WORK TASK.
Where the word "pong" occurs in a line of the listing below, copy that line.

GIVEN DATA.

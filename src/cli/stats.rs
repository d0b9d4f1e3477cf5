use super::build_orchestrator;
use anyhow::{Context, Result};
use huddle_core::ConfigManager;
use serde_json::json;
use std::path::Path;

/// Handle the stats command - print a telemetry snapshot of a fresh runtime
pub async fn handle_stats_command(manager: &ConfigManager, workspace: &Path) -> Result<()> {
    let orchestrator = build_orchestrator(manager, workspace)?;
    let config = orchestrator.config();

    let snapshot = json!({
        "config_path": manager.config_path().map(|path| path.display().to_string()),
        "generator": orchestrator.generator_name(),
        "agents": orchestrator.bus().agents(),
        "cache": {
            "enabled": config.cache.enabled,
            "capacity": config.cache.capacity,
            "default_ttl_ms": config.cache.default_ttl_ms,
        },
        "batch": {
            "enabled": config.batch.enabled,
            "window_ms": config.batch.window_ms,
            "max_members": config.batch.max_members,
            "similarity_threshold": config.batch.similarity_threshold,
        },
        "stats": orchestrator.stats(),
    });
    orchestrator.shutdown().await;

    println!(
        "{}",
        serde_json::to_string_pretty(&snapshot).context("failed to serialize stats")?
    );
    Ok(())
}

* * *

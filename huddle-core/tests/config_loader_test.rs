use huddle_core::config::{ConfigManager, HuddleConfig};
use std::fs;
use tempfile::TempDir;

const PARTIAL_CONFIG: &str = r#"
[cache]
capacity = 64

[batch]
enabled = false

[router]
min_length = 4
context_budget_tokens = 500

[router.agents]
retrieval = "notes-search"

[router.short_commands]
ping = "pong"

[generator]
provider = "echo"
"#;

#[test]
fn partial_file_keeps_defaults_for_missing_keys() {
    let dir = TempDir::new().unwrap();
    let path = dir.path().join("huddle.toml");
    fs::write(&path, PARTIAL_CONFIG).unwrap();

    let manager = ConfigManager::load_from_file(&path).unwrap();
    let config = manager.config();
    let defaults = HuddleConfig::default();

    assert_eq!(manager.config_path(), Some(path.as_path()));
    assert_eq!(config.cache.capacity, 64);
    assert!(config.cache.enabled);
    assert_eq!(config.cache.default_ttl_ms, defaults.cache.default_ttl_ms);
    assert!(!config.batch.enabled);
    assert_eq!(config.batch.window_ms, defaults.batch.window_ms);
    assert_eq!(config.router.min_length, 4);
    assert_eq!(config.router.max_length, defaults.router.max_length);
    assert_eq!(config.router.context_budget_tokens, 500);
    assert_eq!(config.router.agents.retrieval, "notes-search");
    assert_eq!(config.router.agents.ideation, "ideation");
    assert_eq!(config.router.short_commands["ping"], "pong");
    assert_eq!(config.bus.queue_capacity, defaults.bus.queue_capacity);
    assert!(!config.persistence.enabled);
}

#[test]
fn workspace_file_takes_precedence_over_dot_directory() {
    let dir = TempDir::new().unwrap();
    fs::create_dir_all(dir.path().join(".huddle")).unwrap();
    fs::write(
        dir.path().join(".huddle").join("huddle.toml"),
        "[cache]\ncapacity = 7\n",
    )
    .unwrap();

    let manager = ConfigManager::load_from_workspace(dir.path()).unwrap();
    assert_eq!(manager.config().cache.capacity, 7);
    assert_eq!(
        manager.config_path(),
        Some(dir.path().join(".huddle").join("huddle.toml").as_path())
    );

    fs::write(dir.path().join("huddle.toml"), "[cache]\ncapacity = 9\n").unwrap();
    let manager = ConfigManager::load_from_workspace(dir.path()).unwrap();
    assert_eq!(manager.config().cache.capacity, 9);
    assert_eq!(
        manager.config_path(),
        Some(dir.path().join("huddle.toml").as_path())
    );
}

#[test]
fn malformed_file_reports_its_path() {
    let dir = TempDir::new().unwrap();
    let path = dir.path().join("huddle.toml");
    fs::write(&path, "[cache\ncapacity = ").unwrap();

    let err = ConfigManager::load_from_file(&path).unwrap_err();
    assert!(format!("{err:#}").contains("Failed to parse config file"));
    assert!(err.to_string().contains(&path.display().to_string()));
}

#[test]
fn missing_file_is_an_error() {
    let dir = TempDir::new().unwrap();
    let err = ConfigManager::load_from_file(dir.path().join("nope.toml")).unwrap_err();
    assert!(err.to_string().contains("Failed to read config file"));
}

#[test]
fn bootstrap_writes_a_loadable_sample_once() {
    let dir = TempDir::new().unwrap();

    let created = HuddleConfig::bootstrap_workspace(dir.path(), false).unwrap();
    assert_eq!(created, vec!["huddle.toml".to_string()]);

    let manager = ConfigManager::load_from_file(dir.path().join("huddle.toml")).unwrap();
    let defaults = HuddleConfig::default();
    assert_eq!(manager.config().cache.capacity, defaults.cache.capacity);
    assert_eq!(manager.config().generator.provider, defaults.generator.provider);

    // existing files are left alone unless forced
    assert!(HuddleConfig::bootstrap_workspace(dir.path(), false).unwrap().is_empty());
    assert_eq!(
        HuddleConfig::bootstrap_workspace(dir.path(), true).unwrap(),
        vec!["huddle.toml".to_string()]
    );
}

---

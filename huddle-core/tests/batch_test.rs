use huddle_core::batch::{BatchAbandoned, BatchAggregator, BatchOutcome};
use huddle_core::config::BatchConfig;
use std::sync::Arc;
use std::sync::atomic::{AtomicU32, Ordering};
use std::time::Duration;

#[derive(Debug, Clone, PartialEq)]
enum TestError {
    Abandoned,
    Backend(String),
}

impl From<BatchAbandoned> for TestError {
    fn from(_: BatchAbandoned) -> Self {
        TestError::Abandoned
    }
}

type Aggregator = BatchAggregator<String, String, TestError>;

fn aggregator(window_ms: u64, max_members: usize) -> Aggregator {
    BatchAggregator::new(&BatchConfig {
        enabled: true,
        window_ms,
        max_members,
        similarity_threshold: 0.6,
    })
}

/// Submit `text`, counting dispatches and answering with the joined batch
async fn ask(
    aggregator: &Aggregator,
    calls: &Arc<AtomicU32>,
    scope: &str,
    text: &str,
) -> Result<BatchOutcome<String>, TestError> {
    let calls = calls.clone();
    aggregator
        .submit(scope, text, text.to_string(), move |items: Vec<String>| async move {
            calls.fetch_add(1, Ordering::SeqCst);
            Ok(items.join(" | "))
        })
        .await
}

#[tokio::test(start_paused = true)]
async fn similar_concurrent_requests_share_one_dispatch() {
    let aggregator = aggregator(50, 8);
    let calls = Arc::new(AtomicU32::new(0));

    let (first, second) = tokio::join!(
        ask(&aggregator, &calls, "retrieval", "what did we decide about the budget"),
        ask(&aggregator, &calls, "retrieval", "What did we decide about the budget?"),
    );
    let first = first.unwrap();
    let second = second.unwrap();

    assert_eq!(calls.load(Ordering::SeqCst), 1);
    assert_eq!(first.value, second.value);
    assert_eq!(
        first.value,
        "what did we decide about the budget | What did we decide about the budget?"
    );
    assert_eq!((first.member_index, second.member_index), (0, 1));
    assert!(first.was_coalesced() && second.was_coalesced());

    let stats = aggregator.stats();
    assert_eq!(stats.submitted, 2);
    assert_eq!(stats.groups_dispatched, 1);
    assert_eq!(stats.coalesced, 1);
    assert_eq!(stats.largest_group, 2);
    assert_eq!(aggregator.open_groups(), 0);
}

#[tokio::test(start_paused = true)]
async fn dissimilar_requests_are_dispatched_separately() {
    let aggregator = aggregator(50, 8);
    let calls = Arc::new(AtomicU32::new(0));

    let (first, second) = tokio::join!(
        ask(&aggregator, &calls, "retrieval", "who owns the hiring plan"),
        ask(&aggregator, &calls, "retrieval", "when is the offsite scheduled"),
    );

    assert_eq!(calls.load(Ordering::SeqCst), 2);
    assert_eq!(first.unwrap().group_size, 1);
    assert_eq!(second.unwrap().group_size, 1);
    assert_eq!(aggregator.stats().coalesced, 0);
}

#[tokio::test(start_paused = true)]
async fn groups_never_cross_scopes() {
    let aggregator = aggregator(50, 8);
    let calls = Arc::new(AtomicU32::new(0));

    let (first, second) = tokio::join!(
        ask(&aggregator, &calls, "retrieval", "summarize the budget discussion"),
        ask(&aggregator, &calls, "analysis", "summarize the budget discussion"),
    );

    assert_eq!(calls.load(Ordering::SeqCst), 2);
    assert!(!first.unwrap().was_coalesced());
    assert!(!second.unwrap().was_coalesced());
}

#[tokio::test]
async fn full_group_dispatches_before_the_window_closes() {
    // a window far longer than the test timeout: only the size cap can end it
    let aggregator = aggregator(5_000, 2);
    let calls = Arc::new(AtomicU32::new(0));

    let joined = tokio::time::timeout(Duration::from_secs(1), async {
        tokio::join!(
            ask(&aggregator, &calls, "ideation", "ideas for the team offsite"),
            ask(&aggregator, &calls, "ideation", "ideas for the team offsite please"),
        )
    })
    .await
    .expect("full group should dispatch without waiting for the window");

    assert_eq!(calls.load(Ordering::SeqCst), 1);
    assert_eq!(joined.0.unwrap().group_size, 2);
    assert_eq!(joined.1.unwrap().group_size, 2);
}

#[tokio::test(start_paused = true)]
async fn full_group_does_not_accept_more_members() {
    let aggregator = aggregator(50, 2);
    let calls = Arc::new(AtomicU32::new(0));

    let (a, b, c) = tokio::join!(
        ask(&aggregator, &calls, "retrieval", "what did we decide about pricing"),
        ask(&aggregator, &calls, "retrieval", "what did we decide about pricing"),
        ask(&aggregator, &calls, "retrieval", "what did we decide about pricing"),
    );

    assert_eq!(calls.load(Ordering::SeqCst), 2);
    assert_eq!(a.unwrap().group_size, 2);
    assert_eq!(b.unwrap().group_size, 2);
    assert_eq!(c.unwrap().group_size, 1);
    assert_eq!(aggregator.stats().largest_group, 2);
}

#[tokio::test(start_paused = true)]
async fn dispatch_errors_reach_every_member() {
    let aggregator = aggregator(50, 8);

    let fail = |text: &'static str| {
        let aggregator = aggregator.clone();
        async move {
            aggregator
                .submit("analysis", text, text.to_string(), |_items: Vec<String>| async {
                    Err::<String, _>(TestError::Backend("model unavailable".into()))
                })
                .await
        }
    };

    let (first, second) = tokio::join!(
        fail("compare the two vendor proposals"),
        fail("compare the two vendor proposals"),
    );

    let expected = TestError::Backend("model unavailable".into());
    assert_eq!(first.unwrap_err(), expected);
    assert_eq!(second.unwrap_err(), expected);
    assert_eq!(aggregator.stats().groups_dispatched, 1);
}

TASK ANSWER.
ping = "pong"
    assert_eq!(config.router.short_commands["ping"], "pong");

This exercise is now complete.